Al atardecer el viento roló al norte. Al atardecer la niebla se rasgaba en vedijas oscuras y doradas. Al atardecer los barcos fueron emergiendo de la soledad limbática del banco y avanzando sobre un mar de olas apalomadas, bajo un cielo verdoso y vacío.

—Mañana, contando con el viento norte, buen día para arrastre —dijo Orozco—. Esta noche descansamos, esta noche al garete.

El patrón de costa pidió a los ranchos un hombre para el timón, ordenó que cesara el ululo de la sirena.

—A ver si hace marea —comentó Paulino Castro.

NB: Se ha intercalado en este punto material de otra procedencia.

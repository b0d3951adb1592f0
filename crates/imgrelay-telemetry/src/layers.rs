//! Request ID middleware helpers for Tower-compatible stacks.

use tower_http::request_id::{MakeRequestUuid, PropagateRequestIdLayer, SetRequestIdLayer};

/// Factory for the `x-request-id` generator layer.
#[must_use]
pub fn set_request_id_layer() -> SetRequestIdLayer<MakeRequestUuid> {
    SetRequestIdLayer::x_request_id(MakeRequestUuid)
}

/// Layer that propagates an incoming `x-request-id` header.
#[must_use]
pub fn propagate_request_id_layer() -> PropagateRequestIdLayer {
    PropagateRequestIdLayer::x_request_id()
}
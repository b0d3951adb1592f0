//! Single-assignment outcome cell shared by racing completion paths.
//!
//! The network task and the timeout timer both hold the cell; whichever calls
//! [`Settlement::settle`] first delivers the only outcome the caller will see, and
//! every later call is a no-op.

use std::sync::{Arc, Mutex, PoisonError};

use tokio::sync::oneshot;
use tokio::task::JoinHandle;

pub(crate) struct Settlement<T> {
    sender: Mutex<Option<oneshot::Sender<T>>>,
}

impl<T> Settlement<T> {
    pub(crate) fn new() -> (Arc<Self>, oneshot::Receiver<T>) {
        let (sender, receiver) = oneshot::channel();
        let cell = Arc::new(Self {
            sender: Mutex::new(Some(sender)),
        });
        (cell, receiver)
    }

    /// Deliver `value` if nothing has been delivered yet; returns whether it won.
    pub(crate) fn settle(&self, value: T) -> bool {
        let sender = self
            .sender
            .lock()
            .unwrap_or_else(PoisonError::into_inner)
            .take();
        sender.is_some_and(|sender| sender.send(value).is_ok())
    }
}

/// Aborts the wrapped task when dropped, so dropping the caller cancels the work.
pub(crate) struct AbortOnDrop<T>(pub(crate) JoinHandle<T>);

impl<T> Drop for AbortOnDrop<T> {
    fn drop(&mut self) {
        self.0.abort();
    }
}
//! Layered configuration loading: defaults, optional JSON file, environment.
//!
//! # Design
//! - Lookups go through an injected function so tests never mutate the process
//!   environment.
//! - The file uses the proxy's historical key names (`mimeTypes`, `requestTimeout`,
//!   `cacheControlHeaderTTL`, ...); unknown keys are rejected.

use std::fs;
use std::path::{Path, PathBuf};
use std::time::Duration;

use serde::Deserialize;
use tracing::debug;

use crate::error::{ConfigError, ConfigResult};
use crate::model::{ProxyConfig, Whitelist};
use crate::validate::{parse_flag, parse_ip, parse_list, parse_number};

/// Environment variable naming an optional JSON configuration file.
pub const CONFIG_PATH_ENV: &str = "IMGRELAY_CONFIG";

const ENV_BIND_ADDR: &str = "IMGRELAY_BIND_ADDR";
const ENV_PORT: &str = "IMGRELAY_PORT";
const ENV_PORT_FALLBACK: &str = "PORT";
const ENV_WHITELIST: &str = "IMGRELAY_WHITELIST";
const ENV_MIME_TYPES: &str = "IMGRELAY_MIME_TYPES";
const ENV_REQUEST_TIMEOUT: &str = "IMGRELAY_REQUEST_TIMEOUT";
const ENV_MAX_REDIRECTS: &str = "IMGRELAY_MAX_REDIRECTS";
const ENV_MAX_DIMENSION: &str = "IMGRELAY_MAX_DIMENSION";
const ENV_CACHE: &str = "IMGRELAY_CACHE";
const ENV_CACHE_FOLDER: &str = "IMGRELAY_CACHE_FOLDER";
const ENV_CACHE_CONTROL_TTL: &str = "IMGRELAY_CACHE_CONTROL_TTL";

/// Shape of the optional JSON configuration file; every key is optional.
#[derive(Debug, Default, Deserialize)]
#[serde(deny_unknown_fields, rename_all = "camelCase")]
pub struct ConfigFile {
    /// Listener address.
    pub bind_addr: Option<std::net::IpAddr>,
    /// Listener port.
    pub port: Option<u16>,
    /// Host suffixes or `/regex/` patterns.
    pub whitelist: Option<Vec<String>>,
    /// Allowed MIME types.
    pub mime_types: Option<Vec<String>>,
    /// Upstream header timeout in milliseconds.
    pub request_timeout: Option<u64>,
    /// Redirect hop bound.
    pub max_redirects: Option<usize>,
    /// Cover route dimension bound.
    pub max_dimension: Option<u32>,
    /// Cache toggle.
    pub cache: Option<bool>,
    /// Cache directory.
    pub cache_folder: Option<PathBuf>,
    /// `Cache-Control` max-age in seconds.
    #[serde(rename = "cacheControlHeaderTTL")]
    pub cache_control_header_ttl: Option<u64>,
}

impl ConfigFile {
    /// Read and parse a configuration file.
    ///
    /// # Errors
    ///
    /// Returns an error when the file cannot be read or is not valid JSON.
    pub fn read(path: &Path) -> ConfigResult<Self> {
        let raw = fs::read_to_string(path).map_err(|source| ConfigError::Io {
            operation: "config.read",
            path: path.to_path_buf(),
            source,
        })?;
        serde_json::from_str(&raw).map_err(|source| ConfigError::Parse {
            path: path.to_path_buf(),
            source,
        })
    }

    fn apply(self, config: &mut ProxyConfig) -> ConfigResult<()> {
        if let Some(bind_addr) = self.bind_addr {
            config.bind_addr = bind_addr;
        }
        if let Some(port) = self.port {
            config.port = port;
        }
        if let Some(whitelist) = self.whitelist {
            config.whitelist = Whitelist::parse(whitelist)?;
        }
        if let Some(mime_types) = self.mime_types {
            config.mime_types = mime_types;
        }
        if let Some(timeout) = self.request_timeout {
            config.request_timeout = Duration::from_millis(timeout);
        }
        if let Some(max_redirects) = self.max_redirects {
            config.max_redirects = max_redirects;
        }
        if let Some(max_dimension) = self.max_dimension {
            config.max_dimension = max_dimension;
        }
        if let Some(cache) = self.cache {
            config.cache_enabled = cache;
        }
        if let Some(cache_folder) = self.cache_folder {
            config.cache_folder = cache_folder;
        }
        if let Some(ttl) = self.cache_control_header_ttl {
            config.cache_control_ttl = ttl;
        }
        Ok(())
    }
}

/// Load configuration from the process environment.
///
/// # Errors
///
/// Returns an error when the configuration file or any override is invalid.
pub fn load_from_env() -> ConfigResult<ProxyConfig> {
    load_with(|name| std::env::var(name).ok())
}

/// Load configuration using `lookup` to resolve environment variables.
///
/// # Errors
///
/// Returns an error when the configuration file or any override is invalid, or
/// when the merged configuration fails [`ProxyConfig::validate`].
pub fn load_with<F>(lookup: F) -> ConfigResult<ProxyConfig>
where
    F: Fn(&str) -> Option<String>,
{
    let mut config = ProxyConfig::default();

    if let Some(path) = lookup(CONFIG_PATH_ENV).filter(|path| !path.trim().is_empty()) {
        let path = PathBuf::from(path);
        debug!(path = %path.display(), "loading configuration file");
        ConfigFile::read(&path)?.apply(&mut config)?;
    }

    apply_env(&mut config, &lookup)?;
    config.validate()?;
    Ok(config)
}

fn apply_env<F>(config: &mut ProxyConfig, lookup: &F) -> ConfigResult<()>
where
    F: Fn(&str) -> Option<String>,
{
    if let Some(value) = lookup(ENV_BIND_ADDR) {
        config.bind_addr = parse_ip("bind_addr", &value)?;
    }
    if let Some(value) = lookup(ENV_PORT).or_else(|| lookup(ENV_PORT_FALLBACK)) {
        config.port = parse_number("port", &value)?;
    }
    if let Some(value) = lookup(ENV_WHITELIST) {
        config.whitelist = Whitelist::parse(parse_list(&value))?;
    }
    if let Some(value) = lookup(ENV_MIME_TYPES) {
        config.mime_types = parse_list(&value);
    }
    if let Some(value) = lookup(ENV_REQUEST_TIMEOUT) {
        config.request_timeout =
            Duration::from_millis(parse_number("request_timeout", &value)?);
    }
    if let Some(value) = lookup(ENV_MAX_REDIRECTS) {
        config.max_redirects = parse_number("max_redirects", &value)?;
    }
    if let Some(value) = lookup(ENV_MAX_DIMENSION) {
        config.max_dimension = parse_number("max_dimension", &value)?;
    }
    if let Some(value) = lookup(ENV_CACHE) {
        config.cache_enabled = parse_flag("cache", &value)?;
    }
    if let Some(value) = lookup(ENV_CACHE_FOLDER) {
        config.cache_folder = PathBuf::from(value);
    }
    if let Some(value) = lookup(ENV_CACHE_CONTROL_TTL) {
        config.cache_control_ttl = parse_number("cache_control_ttl", &value)?;
    }
    Ok(())
}
#![forbid(unsafe_code)]
#![deny(
    warnings,
    dead_code,
    unused,
    unused_imports,
    unused_must_use,
    unreachable_pub,
    clippy::all,
    clippy::pedantic,
    clippy::nursery,
    rustdoc::broken_intra_doc_links,
    rustdoc::bare_urls,
    missing_docs
)]

//! Image proxy bootstrap wiring.
//!
//! Layout: `bootstrap.rs` (configuration, logging and service wiring), `error.rs`.

/// Application bootstrap and environment loading.
pub mod bootstrap;
/// Application-level error types.
pub mod error;

pub use bootstrap::run_app;
pub use error::{AppError, AppResult};
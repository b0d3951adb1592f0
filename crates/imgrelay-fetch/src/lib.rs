#![forbid(unsafe_code)]
#![deny(
    unused_must_use,
    clippy::all,
    clippy::pedantic,
    clippy::nursery,
    rustdoc::broken_intra_doc_links,
    rustdoc::bare_urls
)]
#![warn(missing_docs, unreachable_pub, unused)]
#![allow(clippy::module_name_repetitions)]

//! Remote image resolution: target validation, redirect chasing, content-type
//! negotiation, and a single-fire header timeout.
//!
//! Layout: `resolver.rs` (`FetchResolver`), `redirect.rs` (location resolution),
//! `settle.rs` (single-assignment outcome cell), `media.rs` (extension/MIME
//! table), `model.rs` (request/outcome types), `error.rs`.

pub mod error;
pub mod media;
pub mod model;
pub mod redirect;
pub mod resolver;
mod settle;

pub use error::{FetchError, FetchResult};
pub use model::{FetchOutcome, RemoteRequest};
pub use resolver::FetchResolver;
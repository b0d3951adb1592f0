//! # Design
//!
//! - Codec failures are one enum so the executor can surface them as client errors.
//! - Pipeline errors wrap the collaborator errors unchanged; the HTTP layer inspects
//!   the wrapped variant to pick a status.

use imgrelay_cache::CacheError;
use imgrelay_fetch::FetchError;
use imgrelay_transform::TransformError;
use thiserror::Error;

use crate::variant::DimensionProblem;

/// Result alias for codec operations.
pub type CodecResult<T> = Result<T, CodecError>;

/// Result alias for pipeline execution.
pub type PipelineResult<T> = Result<T, PipelineError>;

/// Errors raised while decoding, transforming or encoding an image.
#[derive(Debug, Error)]
pub enum CodecError {
    /// The source bytes are not a decodable image.
    #[error("failed to decode source image")]
    Decode {
        /// Underlying codec error.
        source: image::ImageError,
    },
    /// An operation cannot be applied to the current image.
    #[error("transform operation cannot be applied")]
    Apply {
        /// Normalized operation token.
        operation: String,
        /// Short machine-readable reason.
        reason: &'static str,
    },
    /// No encoder exists for the requested extension.
    #[error("unsupported output format")]
    UnsupportedFormat {
        /// Requested extension.
        extension: String,
    },
    /// Encoding the result failed.
    #[error("failed to encode image")]
    Encode {
        /// Requested extension.
        extension: String,
        /// Underlying codec error.
        source: image::ImageError,
    },
}

impl CodecError {
    pub(crate) fn apply(operation: impl ToString, reason: &'static str) -> Self {
        Self::Apply {
            operation: operation.to_string(),
            reason,
        }
    }
}

/// Errors raised by [`crate::Executor`] and variant construction.
#[derive(Debug, Error)]
pub enum PipelineError {
    /// The transform chain failed to parse.
    #[error("invalid transform chain")]
    InvalidChain {
        /// Underlying parse error.
        #[from]
        source: TransformError,
    },
    /// A cover or resize dimension was rejected.
    #[error("invalid dimension")]
    InvalidDimension {
        /// `width` or `height`.
        field: &'static str,
        /// What was wrong with the value.
        problem: DimensionProblem,
    },
    /// The source image could not be fetched.
    #[error("source fetch failed")]
    Fetch {
        /// Underlying fetch error.
        #[from]
        source: FetchError,
    },
    /// The variant could not be rendered.
    #[error("transform application failed")]
    TransformApply {
        /// Underlying codec error.
        #[from]
        source: CodecError,
    },
    /// The cache could not be read.
    #[error("cache lookup failed")]
    Cache {
        /// Underlying cache error.
        #[from]
        source: CacheError,
    },
    /// The blocking render task panicked or was cancelled.
    #[error("render task failed")]
    Join {
        /// Underlying join error.
        #[from]
        source: tokio::task::JoinError,
    },
}
//! HTTP routing, handlers and middleware.

pub(crate) mod constants;
pub(crate) mod errors;
pub(crate) mod health;
pub(crate) mod proxy;
pub(crate) mod router;
pub(crate) mod telemetry;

Iban apareciendo las primeras estrellas del norte. Simón Orozco hablaba por radio con el patrón de pesca del Uro. Paulino Castro se sentía solo. Miraba la proa, la mar, el cielo, las estrellas. Pensó que alguna vez tendría que dejar la mar, que no sentiría, si la dejaba, una calma como en la que estaba integrado, que jamás sería compensado tan sencillamente como lo era en aquellos momentos no sabía por qué ni siquiera cómo. Mar, cielo, los barcos… Arriba, las estrellas. El viento a suaves ráfagas. Pensó que no podía quedarse en puerto, que no podría ir de visitante al muelle para ver partir las embarcaciones al Gran Sol, que la alegría de las llegadas a él le entristecía. Pensó que era un sueño, ni bueno ni malo, solamente un sueño, que en la realidad no se cumpliría, la taberna y el ultramarinos. Sus deseos de comodidad eran cenitales desde la mar, crepusculares en tierra. La tierra le cansaba. Estaría en la mar hasta que no pudiera sostener el rumbo en la rueda, hasta que no pudiera agarrar las cabillas, hasta que las piernas le fallaran y se fuera en los balances contra los costados ya mal estibado el corazón.

Simón Orozco terminó de hablar con el patrón del Uro, dijo a Paulino:

—Pide suerte para mañana.

—¿Suerte en la mar? ¿Qué suerte va a haber aquí?

La costumbre era superior al sentimiento. Paulino Castro se quejó del oficio con la salmodia cotidiana. Simón Orozco fumaba mirando a la mar. Las luces de los barcos ya estaban encendidas.

El Uro y el Aril navegaban hacia el norte.